Impact Assessment of Hypothesized Cyberattacks on Interconnected Bulk Power Systems
Chee-Wooi Ten, Koji Yamashita, Zhiyuan Yang, Athanasios V. Vasilakos,, and Andrew Ginter

TL;DR
This paper explores the potential impacts of coordinated cyberattacks on interconnected power systems, emphasizing real-time monitoring, impact analysis, and mitigation strategies to prevent cascading failures and system instability.
Contribution
It introduces an expanded RAIM framework for assessing cyberattack impacts, including combinatorial analysis of outages and dynamic switching sequences, enhancing system resilience evaluation.
Findings
Identification of critical cyberattack scenarios
Framework for impact quantification and mitigation
Discussion of open issues in cyber-physical system security
Abstract
The first-ever Ukraine cyberattack on power grid has proven its devastation by hacking into their critical cyber assets. With administrative privileges accessing substation networks/local control centers, one intelligent way of coordinated cyberattacks is to execute a series of disruptive switching executions on multiple substations using compromised supervisory control and data acquisition (SCADA) systems. These actions can cause significant impacts to an interconnected power grid.
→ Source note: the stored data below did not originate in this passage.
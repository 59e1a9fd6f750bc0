//! Bounded-iteration recursive language model (RLM) execution engine.
//!
//! The engine drives a language model against a user task by letting it write
//! JavaScript that runs in a sandboxed REPL whose external variables are live
//! browser tabs. REPL state persists across iterations, the model only ever
//! sees metadata summaries of prior results, and the model may delegate to
//! capped sub-agents with independent REPLs. Every step is published on a
//! typed event bus for an observer UI.

pub mod browser;
pub mod config;
pub mod context;
pub mod engine;
pub mod errors;
pub mod events;
pub mod extract;
pub mod llm;
pub mod prompts;
pub mod repl;
pub mod store;
pub mod tab_diff;
pub mod trace;
pub mod tracker;

pub use browser::{BrowserDriver, MockBrowserDriver};
pub use config::{EngineConfig, Limits, Provider};
pub use engine::Engine;
pub use errors::EngineError;
pub use events::{EngineEvent, TaskState, TaskStatus};
pub use llm::{build_model_client, ChatMessage, ChatRole, ModelClient, ScriptedClient};
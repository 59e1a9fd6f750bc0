//! End-to-end scenarios: scripted model, in-memory driver, assertions on the
//! ordered event stream.

use std::sync::Arc;
use std::time::Duration;

use serde_json::{json, Value};

use rlm_engine::{
    Engine, EngineConfig, EngineEvent, MockBrowserDriver, ModelClient, ScriptedClient,
};

fn config() -> EngineConfig {
    EngineConfig {
        max_iterations: 25,
        ..EngineConfig::default()
    }
}

fn engine_with(
    config: EngineConfig,
    primary: ScriptedClient,
    sub: ScriptedClient,
) -> Arc<Engine> {
    let driver = MockBrowserDriver::with_blank_tab();
    let primary: Arc<dyn ModelClient> = Arc::new(primary);
    let sub: Arc<dyn ModelClient> = Arc::new(sub);
    Engine::with_model_clients(config, driver, primary, sub)
}

/// Submit the task and drain events until (and including) `complete`.
async fn run_to_completion(engine: &Arc<Engine>, task: &str) -> Vec<EngineEvent> {
    let mut receiver = engine.subscribe();
    engine.submit_task(task).expect("submit");
    let mut events = Vec::new();
    loop {
        let event = tokio::time::timeout(Duration::from_secs(20), receiver.recv())
            .await
            .expect("event stream stalled")
            .expect("bus closed");
        let done = event.is_complete();
        events.push(event);
        if done {
            return events;
        }
    }
}

fn final_value(events: &[EngineEvent]) -> Option<Value> {
    events.iter().rev().find_map(|event| match event {
        EngineEvent::Complete { final_value } => Some(final_value.clone()),
        _ => None,
    })?
}

fn count_iteration_starts(events: &[EngineEvent]) -> usize {
    events
        .iter()
        .filter(|event| matches!(event, EngineEvent::IterationStart { .. }))
        .count()
}

fn code_results(events: &[EngineEvent]) -> Vec<(String, Option<String>)> {
    events
        .iter()
        .filter_map(|event| match event {
            EngineEvent::CodeResult {
                metadata, error, ..
            } => Some((metadata.clone(), error.clone())),
            _ => None,
        })
        .collect()
}

#[tokio::test(flavor = "multi_thread", worker_threads = 2)]
async fn immediate_set_final() {
    let engine = engine_with(
        config(),
        ScriptedClient::from_texts(["```repl\nsetFinal(\"hello\")\n```"]),
        ScriptedClient::from_texts(Vec::<String>::new()),
    );
    let events = run_to_completion(&engine, "hi").await;

    assert_eq!(count_iteration_starts(&events), 1);
    assert_eq!(final_value(&events), Some(json!("hello")));

    let results = code_results(&events);
    assert_eq!(results.len(), 1);
    assert_eq!(results[0].0, "void");
    assert!(results[0].1.is_none());

    // Ordering: tokens precede code-generated, which precedes code-result.
    let first_token = events
        .iter()
        .position(|event| matches!(event, EngineEvent::StreamToken { .. }))
        .expect("stream tokens present");
    let generated = events
        .iter()
        .position(|event| matches!(event, EngineEvent::CodeGenerated { .. }))
        .expect("code generated");
    let result = events
        .iter()
        .position(|event| matches!(event, EngineEvent::CodeResult { .. }))
        .expect("code result");
    assert!(first_token < generated && generated < result);

    // Exactly one complete, and it is last.
    let completes = events.iter().filter(|event| event.is_complete()).count();
    assert_eq!(completes, 1);
    assert!(events.last().expect("events").is_complete());

    let state = engine.get_state();
    assert_eq!(state.status, rlm_engine::TaskStatus::Complete);
    assert_eq!(state.final_value, Some(json!("hello")));
}

#[tokio::test(flavor = "multi_thread", worker_threads = 2)]
async fn missing_api_key_settles_with_error_events() {
    let driver = MockBrowserDriver::with_blank_tab();
    let engine = Engine::new(EngineConfig::default(), driver);
    let mut receiver = engine.subscribe();
    engine.submit_task("anything").expect("submit accepted");

    let first = tokio::time::timeout(Duration::from_secs(5), receiver.recv())
        .await
        .expect("stalled")
        .expect("closed");
    assert!(matches!(first, EngineEvent::Error { .. }));
    let second = tokio::time::timeout(Duration::from_secs(5), receiver.recv())
        .await
        .expect("stalled")
        .expect("closed");
    match second {
        EngineEvent::Complete { final_value } => assert_eq!(final_value, None),
        other => panic!("expected complete, got {other:?}"),
    }

    // The slot is free again afterwards.
    assert_eq!(
        engine.get_state().status,
        rlm_engine::TaskStatus::Error
    );
}

#[tokio::test(flavor = "multi_thread", worker_threads = 2)]
async fn no_code_then_code() {
    let engine = engine_with(
        config(),
        ScriptedClient::from_texts([
            "Let me think about what to do here first.",
            "```repl\nsetFinal(42)\n```",
        ]),
        ScriptedClient::from_texts(Vec::<String>::new()),
    );
    let events = run_to_completion(&engine, "answer").await;

    assert_eq!(count_iteration_starts(&events), 2);
    let value = final_value(&events).expect("final");
    assert_eq!(value.as_f64(), Some(42.0));

    // No code events in iteration 1.
    let second_start = events
        .iter()
        .position(
            |event| matches!(event, EngineEvent::IterationStart { iteration, .. } if *iteration == 2),
        )
        .expect("second iteration");
    assert!(!events[..second_start]
        .iter()
        .any(|event| matches!(event, EngineEvent::CodeGenerated { .. })));
}

#[tokio::test(flavor = "multi_thread", worker_threads = 2)]
async fn three_no_code_responses_error() {
    let engine = engine_with(
        config(),
        ScriptedClient::from_texts(["prose one", "prose two", "prose three"]),
        ScriptedClient::from_texts(Vec::<String>::new()),
    );
    let events = run_to_completion(&engine, "task").await;

    assert_eq!(count_iteration_starts(&events), 3);
    assert!(events
        .iter()
        .any(|event| matches!(event, EngineEvent::Error { .. })));
    assert_eq!(final_value(&events), None);
}

#[tokio::test(flavor = "multi_thread", worker_threads = 2)]
async fn iteration_cap_completes_with_partial_message() {
    let engine = engine_with(
        EngineConfig {
            max_iterations: 2,
            ..EngineConfig::default()
        },
        ScriptedClient::from_texts([
            "```repl\nenv.x = 1;\n```",
            "```repl\nenv.x = 1;\n```",
        ]),
        ScriptedClient::from_texts(Vec::<String>::new()),
    );
    let events = run_to_completion(&engine, "never finishes").await;

    assert_eq!(count_iteration_starts(&events), 2);
    assert!(!events
        .iter()
        .any(|event| matches!(event, EngineEvent::Error { .. })));
    let value = final_value(&events).expect("final message");
    let text = value.as_str().expect("string final");
    assert!(text.starts_with("Reached maximum iterations (2)"));
    assert!(text.contains("Partial results"));
}

#[tokio::test(flavor = "multi_thread", worker_threads = 2)]
async fn sub_call_cap_returns_error_string() {
    // Budget of one: the first llm_query runs, the second gets the cap error.
    let engine = engine_with(
        EngineConfig {
            max_sub_calls: 1,
            ..EngineConfig::default()
        },
        ScriptedClient::from_texts([
            "```repl\nconst a = await llm_query(\"one\");\nconst b = await llm_query(\"two\");\nsetFinal(b);\n```",
        ]),
        ScriptedClient::from_texts(["```repl\nsetFinal(\"first answer\")\n```"]),
    );
    let events = run_to_completion(&engine, "delegate twice").await;

    let value = final_value(&events).expect("final");
    assert_eq!(
        value.as_str().expect("string"),
        "[SUB-CALL ERROR] Maximum sub-call limit reached."
    );
    assert!(!events
        .iter()
        .any(|event| matches!(event, EngineEvent::Error { .. })));
}

#[tokio::test(flavor = "multi_thread", worker_threads = 2)]
async fn cancellation_mid_stream() {
    let engine = engine_with(
        config(),
        ScriptedClient::from_texts([
            "```repl\nsetFinal(\"should never run because the stream is slow\")\n```",
        ])
        .with_token_delay(Duration::from_millis(40)),
        ScriptedClient::from_texts(Vec::<String>::new()),
    );

    let mut receiver = engine.subscribe();
    engine.submit_task("slow one").expect("submit");

    let mut events = Vec::new();
    let mut cancelled = false;
    loop {
        let event = tokio::time::timeout(Duration::from_secs(20), receiver.recv())
            .await
            .expect("stalled")
            .expect("closed");
        let done = event.is_complete();
        if !cancelled && matches!(event, EngineEvent::StreamToken { .. }) {
            engine.cancel();
            cancelled = true;
        }
        events.push(event);
        if done {
            break;
        }
    }

    assert!(cancelled, "never saw a stream token");
    assert_eq!(final_value(&events), Some(json!("Task cancelled by user.")));
    assert!(!events
        .iter()
        .any(|event| matches!(event, EngineEvent::CodeGenerated { .. })));
}

#[tokio::test(flavor = "multi_thread", worker_threads = 2)]
async fn repl_state_persists_across_iterations() {
    let engine = engine_with(
        config(),
        ScriptedClient::from_texts([
            "```repl\nconst x = 5;\nenv.seen = true;\n```",
            "```repl\nsetFinal(x + 1)\n```",
        ]),
        ScriptedClient::from_texts(Vec::<String>::new()),
    );
    let events = run_to_completion(&engine, "persist").await;
    let value = final_value(&events).expect("final");
    assert_eq!(value.as_f64(), Some(6.0));
}

#[tokio::test(flavor = "multi_thread", worker_threads = 2)]
async fn execution_error_feeds_back_without_aborting() {
    let engine = engine_with(
        config(),
        ScriptedClient::from_texts([
            "```repl\nthisFunctionDoesNotExist();\n```",
            "```repl\nsetFinal(\"recovered\")\n```",
        ]),
        ScriptedClient::from_texts(Vec::<String>::new()),
    );
    let events = run_to_completion(&engine, "resilient").await;

    let results = code_results(&events);
    assert!(results[0].0.starts_with("Result: ERROR"));
    assert!(results[0].1.is_some());
    assert!(!events
        .iter()
        .any(|event| matches!(event, EngineEvent::Error { .. })));
    assert_eq!(final_value(&events), Some(json!("recovered")));
}

#[tokio::test(flavor = "multi_thread", worker_threads = 2)]
async fn sub_agent_receives_data_and_returns_result() {
    let engine = engine_with(
        config(),
        ScriptedClient::from_texts([
            "```repl\nconst r = await llm_query(\"double the value\", {value: 21});\nsetFinal(r);\n```",
        ]),
        ScriptedClient::from_texts(["```repl\nsetFinal(String(__data.value * 2))\n```"]),
    );
    let events = run_to_completion(&engine, "delegate with data").await;

    assert_eq!(final_value(&events), Some(json!("42")));
    assert!(events
        .iter()
        .any(|event| matches!(event, EngineEvent::SubLlmStart { .. })));
    assert!(events
        .iter()
        .any(|event| matches!(event, EngineEvent::SubLlmComplete { .. })));
}

#[tokio::test(flavor = "multi_thread", worker_threads = 2)]
async fn llm_batch_settles_all_prompts() {
    let engine = engine_with(
        config(),
        ScriptedClient::from_texts([
            "```repl\nconst settled = await llm_batch([\"a\", \"b\"]);\nsetFinal(settled.map((entry) => entry.status).join(\",\"));\n```",
        ]),
        ScriptedClient::from_texts([
            "```repl\nsetFinal(\"A\")\n```",
            "```repl\nsetFinal(\"B\")\n```",
        ]),
    );
    let events = run_to_completion(&engine, "fan out").await;
    assert_eq!(final_value(&events), Some(json!("fulfilled,fulfilled")));
}

#[tokio::test(flavor = "multi_thread", worker_threads = 2)]
async fn busy_engine_rejects_second_submit() {
    let engine = engine_with(
        config(),
        ScriptedClient::from_texts(["```repl\nawait sleep(300);\nsetFinal(1)\n```"]),
        ScriptedClient::from_texts(Vec::<String>::new()),
    );
    let mut receiver = engine.subscribe();
    engine.submit_task("first").expect("submit");
    assert!(engine.submit_task("second").is_err());

    // Drain to completion so the runtime shuts down cleanly.
    loop {
        let event = tokio::time::timeout(Duration::from_secs(20), receiver.recv())
            .await
            .expect("stalled")
            .expect("closed");
        if event.is_complete() {
            break;
        }
    }
}

#[tokio::test(flavor = "multi_thread", worker_threads = 2)]
async fn tab_operations_flow_through_the_driver() {
    let engine = engine_with(
        config(),
        ScriptedClient::from_texts([
            "```repl\nconst tab = await openTab(\"https://example.com\");\nenv.tab = tab;\nawait waitForLoad(tab);\n```",
            "```repl\nconst pages = tabs;\nsetFinal(pages.length)\n```",
        ]),
        ScriptedClient::from_texts(Vec::<String>::new()),
    );
    let events = run_to_completion(&engine, "open a tab").await;
    // Blank tab plus the opened one.
    let value = final_value(&events).expect("final");
    assert_eq!(value.as_f64(), Some(2.0));

    // The navigation shows up as a page-changes event is not required here
    // (the tab was created, not changed), but env metadata must have been
    // reported for iteration 2.
    assert!(events
        .iter()
        .any(|event| matches!(event, EngineEvent::EnvUpdate { .. })));
}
Unlike the previous power blackouts, such high-impact initiating events can aggravate operating conditions, initiating instability that may lead to system-wide cascading failure. A systemic evaluation of "nightmare" scenarios is highly desirable for asset owners to manage and prioritize the maintenance and investment in protecting their cyberinfrastructure. This survey paper is a conceptual expansion of…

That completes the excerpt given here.